AMY GOODMAN: As we continue our State of the Union coverage, I want to turn now to Iraq. President Bush used his speech to proclaim success in the massive expansion of the US occupation that he announced a year ago.

    PRESIDENT GEORGE W. BUSH: While the enemy is still dangerous and more work remains, the American and Iraqi surges have achieved results few of us could have imagined just one year ago.

    When we met last year, many said that containing the violence was impossible. A year later, high-profile terrorist attacks are down, civilian deaths are down, and sectarian killings are down.

    When we met last year, militia extremists, some armed and trained by Iran, were wreaking havoc in large areas of Iraq. A year later, Coalition and Iraqi forces have killed or captured hundreds of militia fighters. And Iraqis of all backgrounds increasingly realize that defeating these militia fighters is critical to the future of their country.

    When we met last year, al-Qaeda had sanctuaries in many areas of Iraq, and their leaders had just offered American forces safe passage out of the country. Today, it is al-Qaeda that is searching for safe passage. They have been driven from many of the strongholds they once held, and over the past year, we’ve captured or killed thousands of extremists in Iraq, including hundreds of key al-Qaeda leaders and operatives. Last month, Osama bin Laden released a tape in which he railed against Iraqi tribal leaders who have turned on al-Qaeda and admitted that Coalition forces are growing stronger in Iraq.

    Ladies and gentlemen, some may deny the surge is working, but among the terrorists there is no doubt. Al-Qaeda is on the run in Iraq, and this enemy will be defeated.

AMY GOODMAN: For more on Iraq, I’m joined now by two guests here in New York: Dahr Jamail, independent journalist, reported from Iraq extensively since the US invasion of 2003, publishes his reports on a blog called dahrjamailiraq.com, author of Beyond the Green Zone: Dispatches from an Unembedded Journalist in Occupied Iraq; and joining me in Washington, D.C., Raed Jarrar, Iraqi blogger, political analyst, his blog, “Raed in the Middle,” is at raedinthemiddle.blogspot.com, Iraq consultant for the American Friend Service Committee.

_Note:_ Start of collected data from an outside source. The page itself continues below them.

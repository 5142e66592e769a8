//! Sugarcane disease prediction
//!
//! This module provides:
//! - Image preprocessing into the tensor shape the ensemble members expect
//! - Ensemble averaging over up to four independently loaded models
//! - A deterministic color heuristic used when no model could be loaded
//! - The predictor that picks between ensemble, demo mode and heuristic
//!
//! ## Classes
//!
//! | index | label   |
//! |-------|---------|
//! | 0     | Healthy |
//! | 1     | Mosaic  |
//! | 2     | RedRot  |
//! | 3     | Rust    |
//! | 4     | Yellow  |

pub mod ensemble;
pub mod heuristic;
pub mod predictor;
pub mod preprocess;

pub use ensemble::{average_probabilities, Ensemble, EnsembleOutput};
pub use heuristic::{classify_means, heuristic_predict, ChannelMeans};
pub use predictor::{DiseasePrediction, DiseasePredictor, PredictionSource};
pub use preprocess::{load_image_tensor, preprocess_image};

use serde::{Deserialize, Serialize};

/// Number of disease classes
pub const NUM_CLASSES: usize = 5;

/// Label names indexed by class
pub const CLASS_NAMES: [&str; NUM_CLASSES] = ["Healthy", "Mosaic", "RedRot", "Rust", "Yellow"];

/// Candidate model artifacts, relative to the models directory, in load order
pub const MODEL_CANDIDATES: [&str; 4] = [
    "model2_84percentacc.onnx",
    "82_test_acc.onnx",
    "mobilenet_model.onnx",
    "inceptionv3_80.onnx",
];

/// Sugarcane disease class
#[derive(Debug, Clone, Copy, PartialEq, Eq, Hash, Serialize, Deserialize)]
pub enum DiseaseClass {
    Healthy,
    Mosaic,
    RedRot,
    Rust,
    Yellow,
}

impl DiseaseClass {
    pub const ALL: [DiseaseClass; NUM_CLASSES] = [
        DiseaseClass::Healthy,
        DiseaseClass::Mosaic,
        DiseaseClass::RedRot,
        DiseaseClass::Rust,
        DiseaseClass::Yellow,
    ];

    pub fn index(self) -> usize {
        self as usize
    }

    pub fn from_index(index: usize) -> Option<Self> {
        Self::ALL.get(index).copied()
    }

    pub fn name(self) -> &'static str {
        CLASS_NAMES[self.index()]
    }
}

impl std::fmt::Display for DiseaseClass {
    fn fmt(&self, f: &mut std::fmt::Formatter<'_>) -> std::fmt::Result {
        f.write_str(self.name())
    }
}

/// Get the class name for a given label index
pub fn class_name(index: usize) -> Option<&'static str> {
    CLASS_NAMES.get(index).copied()
}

Let’s begin with you, Raed. Your response to President Bush’s last State of the Union, when it comes to Iraq and Iran?

RAED JARRAR: I didn’t see anything new in the President’s address. It seems like a continuation of the US foreign policy that is based on intervention and militarism and a continuation of the US strategy in Iraq that now has been proven that nothing will change it. When the situation — when the number of casualties is higher, there is one reason that is given to the public: to continue staying in Iraq and to leave permanent bases. When the number of casualties is lower, there is another reason that is given to the public: to leave permanent bases in Iraq and to continue the occupation. So whatever the condition on the ground was, whatever the reaction from the Iraq public was, this administration’s foreign policy is exactly the same; it does not change based on realities or fact. So I didn’t see anything new in that.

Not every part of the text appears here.